J’adore ma mère
Le jour où
j’annonçai à ma mère que j’avais enfin rencontré l’homme de ma vie et que je
déménageais à New York, la seule chose qu’elle dit fut : « Comme
c’est beau d’être si amoureux ! » Et elle se remit à l’anglais.
Quand les
Américains s’aperçoivent que vous êtes Français (ça se fait assez vite, cf.

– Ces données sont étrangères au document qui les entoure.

//! Utilities for exercising [`Proxy`](wirebridge::Proxy) pairs in tests.
//!
//! [`wired_pair`] builds two proxies joined by the in-memory loopback and
//! starts everything, so a test only has to send and poll.
//!
//! ```rust
//! use wirebridge::Envelope;
//! use wirebridge_testing::{payload, poll_receive, wired_pair};
//!
//! # async fn example() {
//! let pair = wired_pair::<Envelope>(|builder| builder);
//! pair.a.send(Envelope::broadcast(1, payload(16))).await.unwrap();
//! let message = poll_receive(&pair.b).await;
//! assert!(message.is_some());
//! # }
//! ```

pub mod logging;
pub mod proxies;

pub use logging::{LoggerHandle, logger};
pub use proxies::{ProxyPair, payload, poll_receive, poll_receive_for, wired_pair};
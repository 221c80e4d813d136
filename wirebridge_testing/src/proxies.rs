//! Proxy pairs over the loopback transport.

use std::{sync::Arc, time::Duration};

use wirebridge::{
    AppMessage,
    Proxy,
    ProxyBuilder,
    loopback::{self, LoopbackTasks},
    proxy::ProxyTasks,
};

/// Default time [`poll_receive`] waits for a message.
const RECEIVE_TIMEOUT: Duration = Duration::from_secs(5);

/// Two started proxies joined by the loopback.
///
/// Dropping the pair aborts every task it spawned.
pub struct ProxyPair<M: AppMessage> {
    /// Proxy named `a -> b`.
    pub a: Arc<Proxy<M>>,
    /// Proxy named `b -> a`.
    pub b: Arc<Proxy<M>>,
    tasks: Vec<ProxyTasks>,
    link: LoopbackTasks,
}

impl<M: AppMessage> Drop for ProxyPair<M> {
    fn drop(&mut self) {
        self.link.abort();
        for tasks in &self.tasks {
            tasks.abort();
        }
    }
}

/// Build, join and start two proxies.
///
/// `configure` is applied to both builders. Must be called from within a
/// Tokio runtime.
///
/// # Panics
///
/// Panics if the configuration is invalid.
pub fn wired_pair<M: AppMessage>(configure: impl Fn(ProxyBuilder) -> ProxyBuilder) -> ProxyPair<M> {
    let (a, a_end) = configure(ProxyBuilder::new("a", "b"))
        .build::<M>()
        .expect("valid configuration");
    let (b, b_end) = configure(ProxyBuilder::new("b", "a"))
        .build::<M>()
        .expect("valid configuration");
    let link = loopback::connect(a_end, b_end);
    let tasks = vec![
        a.start().expect("fresh proxy"),
        b.start().expect("fresh proxy"),
    ];
    ProxyPair {
        a: Arc::new(a),
        b: Arc::new(b),
        tasks,
        link,
    }
}

/// Deterministic payload of `len` bytes.
#[must_use]
pub fn payload(len: usize) -> Vec<u8> {
    (0..len).map(|i| u8::try_from(i % 251).unwrap_or_default()).collect()
}

/// Poll `proxy` until a message arrives or five seconds pass.
pub async fn poll_receive<M: AppMessage>(proxy: &Proxy<M>) -> Option<M> {
    poll_receive_for(proxy, RECEIVE_TIMEOUT).await
}

/// Poll `proxy` until a message arrives or `timeout` passes.
pub async fn poll_receive_for<M: AppMessage>(proxy: &Proxy<M>, timeout: Duration) -> Option<M> {
    tokio::time::timeout(timeout, async {
        loop {
            if let Some(message) = proxy.receive() {
                return message;
            }
            tokio::task::yield_now().await;
        }
    })
    .await
    .ok()
}
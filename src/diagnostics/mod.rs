//! Best-effort diagnostics: the message audit log and periodic status
//! reports.
//!
//! Nothing here can stall or fail the proxy. Audit records are submitted
//! without waiting and the writer task reports its own failures.

pub mod audit;
pub mod status;

pub use audit::{AuditCommand, AuditHandle, AuditLog, AuditRecord};
pub use status::StatusReport;
use thiserror::Error;

/// Errors ending a diagnostics task.
#[derive(Debug, Error)]
pub enum DiagnosticsError {
    /// The audit file could not be opened, written or flushed.
    #[error("audit log I/O failed: {0}")]
    Io(#[from] std::io::Error),
}
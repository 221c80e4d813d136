//! Unit tests for the splitting and reassembly subsystem.
//! Capability traits the application message bus provides to the proxy.
//!
//! The proxy never inspects message contents. It only needs to encode a
//! message, hash it, learn how it should be routed and, for large messages,
//! encode its header and body separately so they can be shipped in parts.

use bincode::error::{DecodeError, EncodeError};

use crate::hash::Hash;

/// An application message that can travel through the proxy.
///
/// Implementations must guarantee that [`from_bytes`](Self::from_bytes)
/// accepts the output of [`to_bytes`](Self::to_bytes), and, when the message
/// is [`Splittable`], the concatenation of its header and body bytes.
pub trait AppMessage: Send + Sync + Sized + 'static {
    /// Encode the whole message.
    ///
    /// # Errors
    ///
    /// Returns an [`EncodeError`] if the message cannot be serialized.
    fn to_bytes(&self) -> Result<Vec<u8>, EncodeError>;

    /// Decode a message from its complete encoding.
    ///
    /// # Errors
    ///
    /// Returns a [`DecodeError`] if `bytes` do not describe a message.
    fn from_bytes(bytes: &[u8]) -> Result<Self, DecodeError>;

    /// Stable content hash of the message.
    fn message_hash(&self) -> Hash;

    /// Application-level type discriminator.
    fn message_type(&self) -> u8;

    /// Whether the message is directed at a single peer rather than broadcast.
    fn is_peer_to_peer(&self) -> bool;

    /// Peer the message came from or should be sent to, if known.
    fn network_origin(&self) -> Option<&str>;

    /// Record the peer (or routing sentinel) a delivered message came from.
    fn set_network_origin(&mut self, origin: String);

    /// Header/body view used to ship large messages in parts.
    ///
    /// Messages that cannot be split return `None` and always travel as a
    /// single frame.
    fn as_splittable(&self) -> Option<&dyn Splittable> { None }
}

/// Separate header and body encodings of a large message.
pub trait Splittable {
    /// Encode everything that precedes the body.
    ///
    /// # Errors
    ///
    /// Returns an [`EncodeError`] if the header cannot be serialized.
    fn header_bytes(&self) -> Result<Vec<u8>, EncodeError>;

    /// Encode the body.
    ///
    /// # Errors
    ///
    /// Returns an [`EncodeError`] if the body cannot be serialized.
    fn body_bytes(&self) -> Result<Vec<u8>, EncodeError>;

    /// Content hash of the body; it addresses the parts on the wire.
    fn body_hash(&self) -> Hash;
}
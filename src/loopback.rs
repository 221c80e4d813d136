//! In-memory transport joining two proxies.
//!
//! Every frame is encoded to bytes and decoded again on the way across, so
//! the loopback exercises the same wire form a socket transport would carry.

use tokio::{
    sync::mpsc::{Receiver, Sender},
    task::JoinHandle,
};
use tracing::{debug, warn};

use crate::{frame::TransportFrame, proxy::TransportEndpoint};

/// Forwarding tasks created by [`connect`].
#[derive(Debug)]
pub struct LoopbackTasks {
    /// Carries frames from the first endpoint to the second.
    pub forward: JoinHandle<u64>,
    /// Carries frames from the second endpoint to the first.
    pub backward: JoinHandle<u64>,
}

impl LoopbackTasks {
    pub fn abort(&self) {
        self.forward.abort();
        self.backward.abort();
    }
}

/// Cross-connect two endpoints.
///
/// Must be called from within a Tokio runtime. Each task returns the number
/// of frames it carried once its source closes.
#[must_use]
pub fn connect(a: TransportEndpoint, b: TransportEndpoint) -> LoopbackTasks {
    LoopbackTasks {
        forward: tokio::spawn(carry(a.to_network, b.from_network)),
        backward: tokio::spawn(carry(b.to_network, a.from_network)),
    }
}

async fn carry(mut source: Receiver<TransportFrame>, sink: Sender<TransportFrame>) -> u64 {
    let mut carried = 0;
    while let Some(parcel) = source.recv().await {
        let decoded = match parcel.to_bytes() {
            Ok(bytes) => TransportFrame::from_bytes(&bytes),
            Err(e) => {
                warn!(error = %e, "loopback failed to encode frame");
                continue;
            }
        };
        let parcel = match decoded {
            Ok(parcel) => parcel,
            Err(e) => {
                warn!(error = %e, "loopback failed to decode frame");
                continue;
            }
        };
        if sink.send(parcel).await.is_err() {
            break;
        }
        carried += 1;
    }
    debug!(carried, "loopback stopped");
    carried
}
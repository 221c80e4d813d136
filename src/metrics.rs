//! Metric helpers for `wirebridge`.
//!
//! This module defines metric names and helper functions wrapping the
//! [`metrics`](https://docs.rs/metrics) crate, plus [`ProxyStats`], the
//! in-process counters every proxy keeps whether or not a recorder is
//! installed. Receive-side losses never surface as errors, so these counters
//! are how operators and tests observe them.

use std::sync::atomic::{AtomicU64, Ordering};

#[cfg(feature = "metrics")]
use metrics::counter;

/// Name of the counter tracking frames moved by the pumps.
pub const FRAMES_PROCESSED: &str = "wirebridge_frames_processed_total";
/// Name of the counter tracking frames dropped on the receive path.
pub const FRAMES_DROPPED: &str = "wirebridge_frames_dropped_total";
/// Name of the counter tracking assemblies lost to the sliding window.
pub const ASSEMBLIES_EVICTED: &str = "wirebridge_assemblies_evicted_total";
/// Name of the counter tracking messages handed to the application.
pub const MESSAGES_DELIVERED: &str = "wirebridge_messages_delivered_total";

/// Direction of frame processing.
#[derive(Clone, Copy, Debug, PartialEq, Eq)]
pub enum Direction {
    /// Frames arriving from the transport.
    Inbound,
    /// Frames leaving for the transport.
    Outbound,
}

impl Direction {
    /// Label value used for this direction.
    #[must_use]
    pub const fn as_str(self) -> &'static str {
        match self {
            Direction::Inbound => "inbound",
            Direction::Outbound => "outbound",
        }
    }
}

/// Why a frame or assembly was dropped on the receive path.
#[derive(Clone, Copy, Debug, PartialEq, Eq)]
pub enum DropReason {
    /// The frame failed validation.
    Malformed,
    /// The message bytes did not decode.
    Decode,
}

impl DropReason {
    const fn as_str(self) -> &'static str {
        match self {
            DropReason::Malformed => "malformed",
            DropReason::Decode => "decode",
        }
    }
}

/// Record a frame moved by a pump in the given direction.
pub fn inc_frames(direction: Direction) {
    #[cfg(feature = "metrics")]
    counter!(FRAMES_PROCESSED, "direction" => direction.as_str()).increment(1);
    #[cfg(not(feature = "metrics"))]
    let _ = direction;
}

/// Record a dropped frame or assembly.
pub fn inc_dropped(reason: DropReason) {
    #[cfg(feature = "metrics")]
    counter!(FRAMES_DROPPED, "reason" => reason.as_str()).increment(1);
    #[cfg(not(feature = "metrics"))]
    let _ = reason.as_str();
}

/// Record assemblies evicted by the sliding window.
pub fn inc_evicted(count: u64) {
    #[cfg(feature = "metrics")]
    counter!(ASSEMBLIES_EVICTED).increment(count);
    #[cfg(not(feature = "metrics"))]
    let _ = count;
}

/// Record a message delivered to the application.
pub fn inc_delivered() {
    #[cfg(feature = "metrics")]
    counter!(MESSAGES_DELIVERED).increment(1);
}

/// Live counters kept by a proxy.
#[derive(Debug, Default)]
pub struct ProxyStats {
    frames_out: AtomicU64,
    frames_in: AtomicU64,
    bytes_out: AtomicU64,
    bytes_in: AtomicU64,
    delivered: AtomicU64,
    dropped_malformed: AtomicU64,
    dropped_decode: AtomicU64,
}

impl ProxyStats {
    pub(crate) fn record_frame(&self, direction: Direction) {
        let counter = match direction {
            Direction::Inbound => &self.frames_in,
            Direction::Outbound => &self.frames_out,
        };
        counter.fetch_add(1, Ordering::Relaxed);
        inc_frames(direction);
    }

    pub(crate) fn add_bytes(&self, direction: Direction, bytes: usize) {
        let counter = match direction {
            Direction::Inbound => &self.bytes_in,
            Direction::Outbound => &self.bytes_out,
        };
        counter.fetch_add(bytes as u64, Ordering::Relaxed);
    }

    pub(crate) fn record_delivered(&self) {
        self.delivered.fetch_add(1, Ordering::Relaxed);
        inc_delivered();
    }

    pub(crate) fn record_dropped(&self, reason: DropReason) {
        let counter = match reason {
            DropReason::Malformed => &self.dropped_malformed,
            DropReason::Decode => &self.dropped_decode,
        };
        counter.fetch_add(1, Ordering::Relaxed);
        inc_dropped(reason);
    }

    /// Payload bytes handed to the outbound queue.
    #[must_use]
    pub fn bytes_out(&self) -> u64 { self.bytes_out.load(Ordering::Relaxed) }

    /// Payload bytes taken from the inbound queue.
    #[must_use]
    pub fn bytes_in(&self) -> u64 { self.bytes_in.load(Ordering::Relaxed) }

    /// Take a point-in-time copy of every counter.
    ///
    /// `evicted` is supplied by the owner of the reassembly table.
    #[must_use]
    pub fn snapshot(&self, evicted: u64) -> StatsSnapshot {
        StatsSnapshot {
            frames_out: self.frames_out.load(Ordering::Relaxed),
            frames_in: self.frames_in.load(Ordering::Relaxed),
            bytes_out: self.bytes_out(),
            bytes_in: self.bytes_in(),
            delivered: self.delivered.load(Ordering::Relaxed),
            dropped_malformed: self.dropped_malformed.load(Ordering::Relaxed),
            dropped_decode: self.dropped_decode.load(Ordering::Relaxed),
            evicted,
        }
    }
}

/// Point-in-time copy of [`ProxyStats`].
#[derive(Clone, Copy, Debug, Default, PartialEq, Eq)]
pub struct StatsSnapshot {
    /// Frames forwarded to the transport.
    pub frames_out: u64,
    /// Frames received from the transport.
    pub frames_in: u64,
    /// Payload bytes sent.
    pub bytes_out: u64,
    /// Payload bytes received.
    pub bytes_in: u64,
    /// Messages delivered to the application.
    pub delivered: u64,
    /// Frames refused by validation.
    pub dropped_malformed: u64,
    /// Messages whose bytes failed to decode.
    pub dropped_decode: u64,
    /// Assemblies lost to the sliding window.
    pub evicted: u64,
}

message sur ce blog, « I detect an accent »), ils veulent
immédiatement partager leur enthousiasme en vous demandant si vous
connaissez Nadine et Michel
( ???) S’ils ont eu l’immense bonheur
d’être déjà allés en France, ils vous citeront les villes qu’ils ont visitées,
et le grand jeu des devinettes commence. Leur prononciation de Paris est
relativement compréhensible, mais quand il s’agit de dire Latouille Lentillac
ou Montigny le Bretonneux, c’est plus difficile pour eux, forcément.
Mais revenons à
ma mère. Elle rencontra récemment un
couple de nos « amis » qui pratiquent ce que mon psy de mari appelle
–et j’y reviendrai plus longuement, la « French transference », i-e
une admiration quasi idiote pour tout ce qui est français (hum… pourquoi quasi,
d’ailleurs…) Lors de cette rencontre, la
femme s’empressa de dire à ma mère qu’elle avait tout récemment visité « Qyuienvriehrezehce »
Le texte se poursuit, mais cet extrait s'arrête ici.